Postnatal changes in size and actomyosin content of rabbit gastric myocytes
T Tomomasa, Y Xie, A Morikawa, T Kuroume and PE Hyman
Reproduction, Fertility and Development
7(5) 1305 - 1310
Maximal tension generated by gastric muscle is three to four times greater in weanlings than in newborn rabbits. To determine if this functional maturation is accompanied by structural changes, we compared length-tension relationships, myocyte number and size, and actomyosin content in muscle from the gastric body of newborn (1 day) and weanling (12 weeks) rabbits. Passive tension at optimal length (Lo) was six times greater in circular smooth muscle strips from weanling rabbits than from newborn rabbits.

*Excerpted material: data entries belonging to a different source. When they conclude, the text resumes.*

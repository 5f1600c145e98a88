//! Shared primitives for all Rust crates in Tessera.

#![forbid(unsafe_code)]

/// Caller identity primitives supplied by the external identity provider.
pub mod auth;
/// Nanosecond-precision timestamps.
pub mod time;

use std::fmt::{Display, Formatter};

use serde::{Deserialize, Serialize};
use thiserror::Error;

pub use auth::CallerIdentity;
pub use time::Timestamp;

/// Result type used across Tessera crates.
pub type AppResult<T> = Result<T, AppError>;

/// Maximum length of externally supplied record keys such as company ids.
pub const RECORD_KEY_MAX_LENGTH: usize = 64;

/// A validated non-empty UTF-8 string.
#[derive(Debug, Clone, PartialEq, Eq, Hash, Serialize, Deserialize)]
#[serde(try_from = "String", into = "String")]
pub struct NonEmptyString(String);

impl NonEmptyString {
    /// Creates a validated non-empty string.
    pub fn new(value: impl Into<String>) -> AppResult<Self> {
        let value = value.into();
        if value.trim().is_empty() {
            return Err(AppError::Validation(
                "value must not be empty or whitespace".to_owned(),
            ));
        }

        Ok(Self(value))
    }

    /// Returns the underlying string slice.
    #[must_use]
    pub fn as_str(&self) -> &str {
        self.0.as_str()
    }
}

impl TryFrom<String> for NonEmptyString {
    type Error = AppError;

    fn try_from(value: String) -> Result<Self, Self::Error> {
        Self::new(value)
    }
}

impl From<NonEmptyString> for String {
    fn from(value: NonEmptyString) -> Self {
        value.0
    }
}

impl Display for NonEmptyString {
    fn fmt(&self, formatter: &mut Formatter<'_>) -> std::fmt::Result {
        formatter.write_str(self.0.as_str())
    }
}

/// Validates an externally supplied record key and returns its trimmed form.
///
/// Keys are 1 to [`RECORD_KEY_MAX_LENGTH`] ASCII characters drawn from
/// letters, digits, `-` and `_`.
pub fn validate_record_key(label: &str, value: impl Into<String>) -> AppResult<String> {
    let value = value.into();
    let trimmed = value.trim();

    if trimmed.is_empty() {
        return Err(AppError::Validation(format!("{label} must not be empty")));
    }

    if trimmed.len() > RECORD_KEY_MAX_LENGTH {
        return Err(AppError::Validation(format!(
            "{label} must not exceed {RECORD_KEY_MAX_LENGTH} characters"
        )));
    }

    if !trimmed
        .chars()
        .all(|character| character.is_ascii_alphanumeric() || matches!(character, '-' | '_'))
    {
        return Err(AppError::Validation(format!(
            "{label} may only contain letters, digits, '-' and '_'"
        )));
    }

    Ok(trimmed.to_owned())
}

/// Company identifier used as the partition key for every persisted resource.
#[derive(Debug, Clone, PartialEq, Eq, Hash, PartialOrd, Ord, Serialize, Deserialize)]
#[serde(try_from = "String", into = "String")]
pub struct CompanyId(String);

impl CompanyId {
    /// Creates a validated company identifier.
    pub fn new(value: impl Into<String>) -> AppResult<Self> {
        validate_record_key("company id", value).map(Self)
    }

    /// Returns the identifier string.
    #[must_use]
    pub fn as_str(&self) -> &str {
        self.0.as_str()
    }
}

impl TryFrom<String> for CompanyId {
    type Error = AppError;

    fn try_from(value: String) -> Result<Self, Self::Error> {
        Self::new(value)
    }
}

impl From<CompanyId> for String {
    fn from(value: CompanyId) -> Self {
        value.0
    }
}

impl Display for CompanyId {
    fn fmt(&self, formatter: &mut Formatter<'_>) -> std::fmt::Result {
        formatter.write_str(self.0.as_str())
    }
}

/// Stable machine-readable error categories.
#[derive(Debug, Clone, Copy, PartialEq, Eq, Hash)]
pub enum ErrorKind {
    /// Invalid input or violated invariant.
    Validation,
    /// Record already exists.
    Duplicate,
    /// Record absent in the caller's company.
    NotFound,
    /// No profile resolves for the caller.
    Unauthenticated,
    /// Caller profile is deactivated.
    Inactive,
    /// Capability or role rule denies the action.
    Unauthorized,
    /// Target belongs to another company.
    CrossTenant,
    /// Invite code is unknown.
    InvalidCode,
    /// Invite code validity has elapsed.
    Expired,
    /// Invite code was already redeemed.
    AlreadyUsed,
    /// No caller identity reached the service.
    SessionUnavailable,
    /// Infrastructure failure.
    Internal,
}

impl ErrorKind {
    /// Returns the stable transport value for this kind.
    #[must_use]
    pub fn as_str(&self) -> &'static str {
        match self {
            Self::Validation => "validation",
            Self::Duplicate => "duplicate",
            Self::NotFound => "not_found",
            Self::Unauthenticated => "unauthenticated",
            Self::Inactive => "inactive",
            Self::Unauthorized => "unauthorized",
            Self::CrossTenant => "cross_tenant",
            Self::InvalidCode => "invalid_code",
            Self::Expired => "expired",
            Self::AlreadyUsed => "already_used",
            Self::SessionUnavailable => "session_unavailable",
            Self::Internal => "internal",
        }
    }
}

/// Common application error categories.
#[derive(Debug, Clone, PartialEq, Eq, Error)]
pub enum AppError {
    /// Invalid input or violated invariant.
    #[error("validation error: {0}")]
    Validation(String),

    /// Company, personnel or other record id already exists.
    #[error("duplicate: {0}")]
    Duplicate(String),

    /// Requested resource does not exist in the caller's company.
    #[error("not found: {0}")]
    NotFound(String),

    /// Caller has no resolvable profile.
    #[error("unauthenticated: {0}")]
    Unauthenticated(String),

    /// Caller profile exists but is deactivated.
    #[error("inactive: {0}")]
    Inactive(String),

    /// Caller is missing a capability or violates a role rule.
    #[error("unauthorized: {0}")]
    Unauthorized(String),

    /// Target company differs from the caller's company.
    #[error("cross-tenant access denied: {0}")]
    CrossTenant(String),

    /// Invite code is unknown.
    #[error("invalid invite code")]
    InvalidCode,

    /// Invite code is past its expiry.
    #[error("invite code expired")]
    Expired,

    /// Invite code was already consumed.
    #[error("invite code already used")]
    AlreadyUsed,

    /// No active session or caller identity reached the service.
    #[error("session unavailable: {0}")]
    SessionUnavailable(String),

    /// Internal unexpected error.
    #[error("internal error: {0}")]
    Internal(String),
}

impl AppError {
    /// Returns the stable category of this error.
    #[must_use]
    pub fn kind(&self) -> ErrorKind {
        match self {
            Self::Validation(_) => ErrorKind::Validation,
            Self::Duplicate(_) => ErrorKind::Duplicate,
            Self::NotFound(_) => ErrorKind::NotFound,
            Self::Unauthenticated(_) => ErrorKind::Unauthenticated,
            Self::Inactive(_) => ErrorKind::Inactive,
            Self::Unauthorized(_) => ErrorKind::Unauthorized,
            Self::CrossTenant(_) => ErrorKind::CrossTenant,
            Self::InvalidCode => ErrorKind::InvalidCode,
            Self::Expired => ErrorKind::Expired,
            Self::AlreadyUsed => ErrorKind::AlreadyUsed,
            Self::SessionUnavailable(_) => ErrorKind::SessionUnavailable,
            Self::Internal(_) => ErrorKind::Internal,
        }
    }

    /// Returns whether this error denies access at the tenancy boundary.
    ///
    /// `NotFound` and `CrossTenant` must look identical to callers.
    #[must_use]
    pub fn is_tenancy_denial(&self) -> bool {
        matches!(self, Self::NotFound(_) | Self::CrossTenant(_))
    }

    /// Returns whether this error stems from infrastructure rather than a business rule.
    #[must_use]
    pub fn is_infrastructural(&self) -> bool {
        matches!(self, Self::SessionUnavailable(_) | Self::Internal(_))
    }
}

Active tension at Lo in weanling rabbits was three times greater than in newborn rabbits. For morphometry, muscle cross-sections stretched to Lo in the circular axis were photographed with electron microscopy (5300x). Cell number/unit area was counted in circular muscle layers from newborns and weanlings. Cross-sectional area of each cell was measured by computerized planimetry. There were 2.5 times more cells per unit area in newborn than in weanling tissue, P < 0.001. However, the mean cell area in newborns (5.4 +/- 4.6 microns2) was less than that in weanlings (13.5 +/- 11.7 microns2). Consequently, the muscle cells occupied similar total areas in newborns and weanlings. We measured actin and myosin heavy chain in full-thickness muscle homogenates using SDS gel electrophoresis and densitometric scanning. Actin and myosin concentrations were lower in newborns (9.6 +/- 1.3 micrograms g-1 wet weight and 5.6 +/- 0.7 micrograms g-1 wet wt, respectively) than in weanlings (17.7 +/- 3.0 micrograms g-1 wet wt and 8.2 +/- 1.6 micrograms g-1 wet wt respectively), each P < 0.01. The proportion of myosin heavy chain isozymes did not change with age. We conclude that there are postnatal increases in cell size and the quantity of actin and myosin in rabbit gastric muscle. The increase in quantity of contractile protein may be in part responsible for age-dependent increases in maximal tension.